Jody Grunden: I'm married to one. I know what you're talking about.

All: Laughing [in audible] 

Dev Basu: So then he goes, yeah. I enjoy working with lawyers. So I asked what kind of law? In the U.S. and Canada, PI law, personal injury is a big space, commercial and family. He goes, I don't really like working family. I don't work on a personal injury. That's not in my code of ethics. I don't feel good about it. Commercial law? Yeah, we've helped a couple of companies. Then I asked if they are on your website? And he goes, no we never thought to do that. So in an hour, we went through this exercise where we just went from a very sort of wide-ranging conversation to a very focused conversation. Now he's creating a new website to launch a commercial law-focused offering where he's talking about how to get commercial lawyers not only in South Africa but also in Europe as well, where they've got multiple offices. And his positioning got dialed in from like very kind of clueless to, you know, very focused in an hour. So that's typically where we start.

Jody Grunden: It sounds very familiar. I mean, we talk to accounting firms about exactly that. The problem is they think they have to be global because you don't want to turn people away. I know we even internally struggled with that for a while before we actually start focusing and narrowing our positioning in a niche diving into creative agencies. The opposite happened because when you narrow your focus the more clients come to you, right? And they start coming back versus you're trying to go to them, which is ten times easier, ten times better. It really kinds of help because the more and more you narrow your focus, the better off you are. Just like you in talking about commercial lawyers versus lawyers in general. That's a very narrow focus. I bet the agency you're talking about is probably reaping the reward for that.

Dev Basu: Well, the owner is very excited about it. It kind of reminds me of, like Jody, our first conversation where you said, look, you guys basically kind of coined virtual CFO as your category creation before anybody was really looking for it. So that's the next step after positioning. It's being able to carve out positioning and an offering that makes people go, huh? What's that? Tell me more. As opposed to we just do SEO, PPC, and web design, which they've heard a million times before. So making people kind of stopped in their tracks, that pattern interrupt, I think is an important thing as well. That creates the gateway into premium positioning, premium pricing. I call it a signature system in terms of how they deliver what they do. Almost every agency is very unique. They just don't know what their uniqueness is because it's so I guess it's so apparent to them. But on the outside, there's actually something really special about what they do. What we start off with is just extracting what that is and then being able to package it in a way that's appealing to their market.

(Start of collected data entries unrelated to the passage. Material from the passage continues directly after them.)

//! Resolver configuration (TOML)
//!
//! The configuration carries the host-specific knowledge the engine needs:
//! how qualified names are separated, where the version token sits in the
//! host's root type path, how to probe for the legacy naming scheme, and
//! the namespaces locators resolve against.
//!
//! ```toml
//! [layout]
//! separator = "."
//! version_segment = 3
//!
//! [probe]
//! legacy_type = "net.minecraft.server.{version}.WorldServer"
//! depth_threshold = 3
//!
//! [namespaces.nms]
//! prefix = "net.minecraft"
//! legacy_infix = "server"
//!
//! [namespaces.obc]
//! prefix = "org.bukkit.craftbukkit"
//! versioning = "root_depth"
//! ```

use std::collections::HashMap;
use std::path::Path;

use serde::{Deserialize, Serialize};
use thiserror::Error;

/// Placeholder substituted with the host version token in `legacy_type`
pub const VERSION_PLACEHOLDER: &str = "{version}";

/// Errors that can occur while loading configuration
#[derive(Debug, Error)]
pub enum ConfigError {
    /// Failed to read configuration file
    #[error("Failed to read configuration file: {0}")]
    Io(#[from] std::io::Error),

    /// Failed to parse TOML
    #[error("Failed to parse configuration: {0}")]
    Parse(#[from] toml::de::Error),

    /// Validation error
    #[error("Invalid configuration: {0}")]
    Invalid(String),
}

/// Complete resolver configuration
#[derive(Debug, Clone, Default, Serialize, Deserialize, PartialEq)]
pub struct ReflectConfig {
    /// Qualified-name layout
    #[serde(default)]
    pub layout: LayoutConfig,

    /// Naming-scheme probe settings
    #[serde(default)]
    pub probe: ProbeConfig,

    /// Namespaces available to locators, by name
    #[serde(default)]
    pub namespaces: HashMap<String, NamespaceConfig>,
}

/// How qualified names are laid out on the host
#[derive(Debug, Clone, Serialize, Deserialize, PartialEq)]
pub struct LayoutConfig {
    /// Segment separator (default: ".")
    #[serde(default = "default_separator")]
    pub separator: String,

    /// Index of the version token among the root type's package segments (default: 3)
    #[serde(default = "default_version_segment")]
    pub version_segment: usize,
}

fn default_separator() -> String {
    ".".to_string()
}

fn default_version_segment() -> usize {
    3
}

impl Default for LayoutConfig {
    fn default() -> Self {
        Self {
            separator: default_separator(),
            version_segment: default_version_segment(),
        }
    }
}

/// Settings for the standard naming-scheme probe
#[derive(Debug, Clone, Serialize, Deserialize, PartialEq)]
pub struct ProbeConfig {
    /// Fully-qualified type that only exists under the legacy scheme.
    /// `{version}` is replaced with the host version token.
    #[serde(default, skip_serializing_if = "Option::is_none")]
    pub legacy_type: Option<String>,

    /// Root package depth above which the modern scheme is assumed (default: 3)
    #[serde(default = "default_depth_threshold")]
    pub depth_threshold: usize,
}

fn default_depth_threshold() -> usize {
    3
}

impl Default for ProbeConfig {
    fn default() -> Self {
        Self {
            legacy_type: None,
            depth_threshold: default_depth_threshold(),
        }
    }
}

/// A namespace that relative type names are resolved against
#[derive(Debug, Clone, Serialize, Deserialize, PartialEq)]
pub struct NamespaceConfig {
    /// Package prefix shared by every type in the namespace
    pub prefix: String,

    /// Segment inserted before the version token under the legacy scheme
    #[serde(default, skip_serializing_if = "Option::is_none")]
    pub legacy_infix: Option<String>,

    /// How this namespace decides whether its names carry the version token
    #[serde(default)]
    pub versioning: Versioning,
}

/// Per-namespace rule for choosing between the legacy and modern layouts.
///
/// Hosts can version one package tree and not another (a versioned server
/// root next to unversioned internals), so each namespace picks its own.
#[derive(Debug, Clone, Copy, Default, Serialize, Deserialize, PartialEq, Eq)]
#[serde(rename_all = "snake_case")]
pub enum Versioning {
    /// Follow the host-wide scheme reported by the probe
    #[default]
    Probe,
    /// Versioned exactly when the root package is deeper than `probe.depth_threshold`
    RootDepth,
}

impl NamespaceConfig {
    /// Namespace with just a prefix
    pub fn new(prefix: &str) -> Self {
        Self {
            prefix: prefix.to_string(),
            legacy_infix: None,
            versioning: Versioning::Probe,
        }
    }

    /// Set the legacy infix
    pub fn with_legacy_infix(mut self, infix: &str) -> Self {
        self.legacy_infix = Some(infix.to_string());
        self
    }

    /// Set the versioning rule
    pub fn with_versioning(mut self, versioning: Versioning) -> Self {
        self.versioning = versioning;
        self
    }
}

impl ReflectConfig {
    /// Parse and validate configuration from a TOML string
    pub fn from_str(content: &str) -> Result<Self, ConfigError> {
        let config: ReflectConfig = toml::from_str(content)?;
        config.validate()?;
        Ok(config)
    }

    /// Load configuration from a TOML file
    pub fn from_file(path: &Path) -> Result<Self, ConfigError> {
        let content = std::fs::read_to_string(path)?;
        Self::from_str(&content)
    }

    /// Add or replace a namespace
    pub fn with_namespace(mut self, name: &str, namespace: NamespaceConfig) -> Self {
        self.namespaces.insert(name.to_string(), namespace);
        self
    }

    /// Set the legacy probe type template
    pub fn with_legacy_probe(mut self, template: &str) -> Self {
        self.probe.legacy_type = Some(template.to_string());
        self
    }

    /// Look up a namespace
    pub fn namespace(&self, name: &str) -> Option<&NamespaceConfig> {
        self.namespaces.get(name)
    }

    /// Check invariants serde cannot express
    pub fn validate(&self) -> Result<(), ConfigError> {
        if self.layout.separator.is_empty() {
            return Err(ConfigError::Invalid("layout.separator must not be empty".to_string()));
        }
        for (name, namespace) in &self.namespaces {
            if namespace.prefix.is_empty() {
                return Err(ConfigError::Invalid(format!(
                    "namespaces.{}.prefix must not be empty",
                    name
                )));
            }
        }
        if let Some(template) = &self.probe.legacy_type {
            if !template.contains(VERSION_PLACEHOLDER) {
                tracing::debug!(template = %template, "legacy probe type has no version placeholder");
            }
        }
        Ok(())
    }
}
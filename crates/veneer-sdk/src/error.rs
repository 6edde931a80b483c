//! Error types reported by host runtimes

/// Result type for host operations
pub type HostResult<T> = Result<T, HostError>;

/// Failures a host runtime can report back to the reflection engine
#[derive(Debug, Clone, PartialEq, thiserror::Error)]
pub enum HostError {
    /// The object reference does not point at a live object
    #[error("No such object: #{0}")]
    NoSuchObject(u64),

    /// A member declaration does not belong to the type it was used with
    #[error("No such member: {0}")]
    NoSuchMember(String),

    /// Normal assignment was attempted on a readonly field
    #[error("Field '{0}' is readonly")]
    ImmutableField(String),

    /// A value of the wrong kind was offered to a field
    #[error("Field '{field}' cannot hold a {found} value")]
    IncompatibleValue {
        /// Field name
        field: String,
        /// Kind of the rejected value
        found: &'static str,
    },

    /// An instance member was accessed without a receiver
    #[error("Member '{0}' requires a receiver")]
    MissingReceiver(String),

    /// Wrong number of arguments for a method or constructor
    #[error("Arity mismatch: expected {expected} arguments, got {got}")]
    ArityMismatch {
        /// Declared parameter count
        expected: usize,
        /// Supplied argument count
        got: usize,
    },

    /// A raw offset does not map to a storage slot of the given base
    #[error("Invalid field offset {0}")]
    InvalidOffset(u64),

    /// The host does not provide the requested capability
    #[error("Unsupported: {0}")]
    Unsupported(String),

    /// The invoked member itself failed
    #[error("Invocation failed: {0}")]
    Invocation(String),
}

impl From<String> for HostError {
    fn from(s: String) -> Self {
        HostError::Invocation(s)
    }
}

impl From<&str> for HostError {
    fn from(s: &str) -> Self {
        HostError::Invocation(s.to_string())
    }
}
//! Method resolution and typed invocation
//!
//! Unlike fields, methods are matched on their exact parameter types: an
//! overload is only selected when its signature equals the requested one.
//! By-name lookups accept any return type assignable to the expected one;
//! ordinal lookups require the return type to match exactly.

use std::marker::PhantomData;

use once_cell::sync::OnceCell;
use veneer_sdk::{FromValue, HostRuntime, MethodDecl, ObjectRef, TypeHandle, Value};

use crate::error::{ReflectError, ReflectResult, SymbolKind};
use crate::field::report;
use crate::locator::{SymbolLocator, TypeList};

/// Find `name` with exactly `params`, then check its return type is
/// assignable to `return_type` (any when `None`)
pub fn resolve_by_name(
    host: &dyn HostRuntime,
    owner: TypeHandle,
    name: &str,
    return_type: Option<TypeHandle>,
    params: &[TypeHandle],
) -> Option<MethodDecl> {
    let method = host.declared_method(owner, name, params)?;
    match (return_type, method.return_type) {
        (None, _) => Some(method),
        (Some(expected), Some(actual)) if host.is_assignable(expected, actual) => Some(method),
        _ => None,
    }
}

/// Scan declared methods in order, counting those whose return type equals
/// `return_type` (any when `None`) and whose parameter types equal `params`;
/// return the one whose 1-based count equals `ordinal`
pub fn resolve_by_ordinal(
    host: &dyn HostRuntime,
    owner: TypeHandle,
    ordinal: usize,
    return_type: Option<TypeHandle>,
    params: &[TypeHandle],
) -> Option<MethodDecl> {
    if ordinal == 0 {
        return None;
    }
    host.declared_methods(owner)
        .into_iter()
        .filter(|method| return_type.map_or(true, |rt| method.return_type == Some(rt)))
        .filter(|method| method.params == params)
        .nth(ordinal - 1)
}

#[derive(Debug, Clone)]
enum MethodRule {
    Name(String),
    Ordinal(usize),
}

/// Typed invoker for one method.
///
/// Once resolution has failed, every `invoke` returns the caller's default.
pub struct MethodInvoker<T> {
    owner: SymbolLocator,
    rule: MethodRule,
    return_type: Option<TypeHandle>,
    params: TypeList,
    resolved: OnceCell<Option<MethodDecl>>,
    _marker: PhantomData<fn() -> T>,
}

impl<T> std::fmt::Debug for MethodInvoker<T> {
    fn fmt(&self, f: &mut std::fmt::Formatter<'_>) -> std::fmt::Result {
        f.debug_struct("MethodInvoker")
            .field("owner", &self.owner)
            .field("rule", &self.rule)
            .field("resolved", &self.resolved.get())
            .finish()
    }
}

impl<T> MethodInvoker<T> {
    /// Select the method called `name` with exactly `params`
    pub fn by_name(
        owner: &SymbolLocator,
        name: &str,
        return_type: Option<TypeHandle>,
        params: impl Into<TypeList>,
    ) -> Self {
        Self::with_rule(owner, MethodRule::Name(name.to_string()), return_type, params.into())
    }

    /// Select the `ordinal`-th (1-based) method with exactly this signature
    pub fn by_ordinal(
        owner: &SymbolLocator,
        ordinal: usize,
        return_type: Option<TypeHandle>,
        params: impl Into<TypeList>,
    ) -> Self {
        Self::with_rule(owner, MethodRule::Ordinal(ordinal), return_type, params.into())
    }

    fn with_rule(owner: &SymbolLocator, rule: MethodRule, return_type: Option<TypeHandle>, params: TypeList) -> Self {
        Self {
            owner: owner.clone(),
            rule,
            return_type,
            params,
            resolved: OnceCell::new(),
            _marker: PhantomData,
        }
    }

    /// Resolve the method. Only the first call queries the host.
    pub fn resolve(&self) -> Option<&MethodDecl> {
        self.resolved.get_or_init(|| self.lookup()).as_ref()
    }

    /// Whether the method resolved
    pub fn is_valid(&self) -> bool {
        self.resolve().is_some()
    }

    fn describe(&self) -> String {
        match &self.rule {
            MethodRule::Name(name) => name.clone(),
            MethodRule::Ordinal(ordinal) => format!("#{}", ordinal),
        }
    }

    fn lookup(&self) -> Option<MethodDecl> {
        let owner = self.owner.resolve()?;
        let params = self.params.resolve()?;
        let host = self.owner.reflector().host();
        let method = match &self.rule {
            MethodRule::Name(name) => resolve_by_name(host, owner, name, self.return_type, &params),
            MethodRule::Ordinal(ordinal) => resolve_by_ordinal(host, owner, *ordinal, self.return_type, &params),
        };
        if method.is_none() {
            tracing::debug!(
                owner = %self.owner.reflector().type_label(owner),
                method = %self.describe(),
                arity = params.len(),
                "method not found"
            );
        }
        method
    }
}

impl<T: FromValue> MethodInvoker<T> {
    /// Invoke. `Ok(None)` means the method returned null or nothing.
    pub fn try_invoke(&self, instance: Option<ObjectRef>, args: &[Value]) -> ReflectResult<Option<T>> {
        let method = self
            .resolve()
            .ok_or_else(|| ReflectError::not_found(SymbolKind::Method, self.describe()))?;
        let value = self
            .owner
            .reflector()
            .host()
            .invoke_method(method, instance, args)?;
        if value.is_null() {
            return Ok(None);
        }
        let found = value.type_name();
        T::from_value(value).map(Some).ok_or_else(|| ReflectError::TypeMismatch {
            name: method.name.clone(),
            expected: std::any::type_name::<T>().to_string(),
            found: found.to_string(),
        })
    }

    /// Invoke, `None` on any failure or a null result
    pub fn invoke_opt(&self, instance: Option<ObjectRef>, args: &[Value]) -> Option<T> {
        match self.try_invoke(instance, args) {
            Ok(value) => value,
            Err(err) => {
                report(&err, "method invocation failed");
                None
            }
        }
    }

    /// Invoke, falling back to `default`
    pub fn invoke(&self, instance: Option<ObjectRef>, args: &[Value], default: T) -> T {
        self.invoke_opt(instance, args).unwrap_or(default)
    }
}
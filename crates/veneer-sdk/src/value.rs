//! Dynamic values exchanged with the host
//!
//! `Value` is the lingua franca of every read, write and invocation. Heap
//! objects travel as `ObjectRef` handles; strings are shared `Arc<str>`.

use std::fmt;
use std::sync::Arc;

use crate::types::{ObjectRef, TypeHandle};

/// A host value
#[derive(Debug, Clone, PartialEq, Default)]
pub enum Value {
    /// Absent / null reference
    #[default]
    Null,
    /// Boolean
    Bool(bool),
    /// 32-bit integer
    Int(i32),
    /// 64-bit integer
    Long(i64),
    /// 64-bit float
    Double(f64),
    /// Immutable string
    Str(Arc<str>),
    /// Reference to a heap object
    Object(ObjectRef),
    /// Reference to a type (class literal)
    Type(TypeHandle),
}

impl Value {
    /// Check if this is null
    pub fn is_null(&self) -> bool {
        matches!(self, Value::Null)
    }

    /// Get as bool if this is a bool
    pub fn as_bool(&self) -> Option<bool> {
        match self {
            Value::Bool(b) => Some(*b),
            _ => None,
        }
    }

    /// Get as i32 if this is an int
    pub fn as_i32(&self) -> Option<i32> {
        match self {
            Value::Int(i) => Some(*i),
            _ => None,
        }
    }

    /// Get as i64; ints are widened
    pub fn as_i64(&self) -> Option<i64> {
        match self {
            Value::Long(i) => Some(*i),
            Value::Int(i) => Some(i64::from(*i)),
            _ => None,
        }
    }

    /// Get as f64 if this is a double
    pub fn as_f64(&self) -> Option<f64> {
        match self {
            Value::Double(f) => Some(*f),
            _ => None,
        }
    }

    /// Get as string slice if this is a string
    pub fn as_str(&self) -> Option<&str> {
        match self {
            Value::Str(s) => Some(s),
            _ => None,
        }
    }

    /// Get as object reference if this is an object
    pub fn as_object(&self) -> Option<ObjectRef> {
        match self {
            Value::Object(obj) => Some(*obj),
            _ => None,
        }
    }

    /// Get as type handle if this is a type
    pub fn as_type(&self) -> Option<TypeHandle> {
        match self {
            Value::Type(ty) => Some(*ty),
            _ => None,
        }
    }

    /// Short name of the value's kind, for diagnostics
    pub fn type_name(&self) -> &'static str {
        match self {
            Value::Null => "null",
            Value::Bool(_) => "bool",
            Value::Int(_) => "int",
            Value::Long(_) => "long",
            Value::Double(_) => "double",
            Value::Str(_) => "string",
            Value::Object(_) => "object",
            Value::Type(_) => "type",
        }
    }
}

impl fmt::Display for Value {
    fn fmt(&self, f: &mut fmt::Formatter<'_>) -> fmt::Result {
        match self {
            Value::Null => f.write_str("null"),
            Value::Bool(b) => write!(f, "{}", b),
            Value::Int(i) => write!(f, "{}", i),
            Value::Long(i) => write!(f, "{}L", i),
            Value::Double(d) => write!(f, "{}", d),
            Value::Str(s) => write!(f, "{:?}", s),
            Value::Object(obj) => write!(f, "{}", obj),
            Value::Type(ty) => write!(f, "{}", ty),
        }
    }
}

impl From<bool> for Value {
    fn from(b: bool) -> Self {
        Value::Bool(b)
    }
}

impl From<i32> for Value {
    fn from(i: i32) -> Self {
        Value::Int(i)
    }
}

impl From<i64> for Value {
    fn from(i: i64) -> Self {
        Value::Long(i)
    }
}

impl From<f64> for Value {
    fn from(f: f64) -> Self {
        Value::Double(f)
    }
}

impl From<&str> for Value {
    fn from(s: &str) -> Self {
        Value::Str(Arc::from(s))
    }
}

impl From<String> for Value {
    fn from(s: String) -> Self {
        Value::Str(Arc::from(s))
    }
}

impl From<ObjectRef> for Value {
    fn from(obj: ObjectRef) -> Self {
        Value::Object(obj)
    }
}

impl From<TypeHandle> for Value {
    fn from(ty: TypeHandle) -> Self {
        Value::Type(ty)
    }
}

#[cfg(test)]
mod tests {
    use super::*;

    #[test]
    fn test_accessors() {
        assert!(Value::Null.is_null());
        assert_eq!(Value::Int(7).as_i32(), Some(7));
        assert_eq!(Value::Int(7).as_i64(), Some(7));
        assert_eq!(Value::Long(7).as_i32(), None);
        assert_eq!(Value::from("hi").as_str(), Some("hi"));
        assert_eq!(Value::from(ObjectRef(3)).as_object(), Some(ObjectRef(3)));
        assert_eq!(Value::Double(1.5).as_bool(), None);
    }

    #[test]
    fn test_display() {
        assert_eq!(Value::Null.to_string(), "null");
        assert_eq!(Value::Long(4).to_string(), "4L");
        assert_eq!(Value::from("a").to_string(), "\"a\"");
        assert_eq!(Value::Object(ObjectRef(9)).to_string(), "object#9");
    }
}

Jamie Nau: That sounds fantastic. As you said, in the VCFO example, if you give a very standard answer to what you do then people are going to tune you out. They're not going to ask any follow-up questions. But if you give them something they haven't heard before, they will ask if you can explain more.

Jody Grunden: So you mentioned two things You mentioned niching a service and then you also mentioned niching a product. Which way should you go or should you go both ways?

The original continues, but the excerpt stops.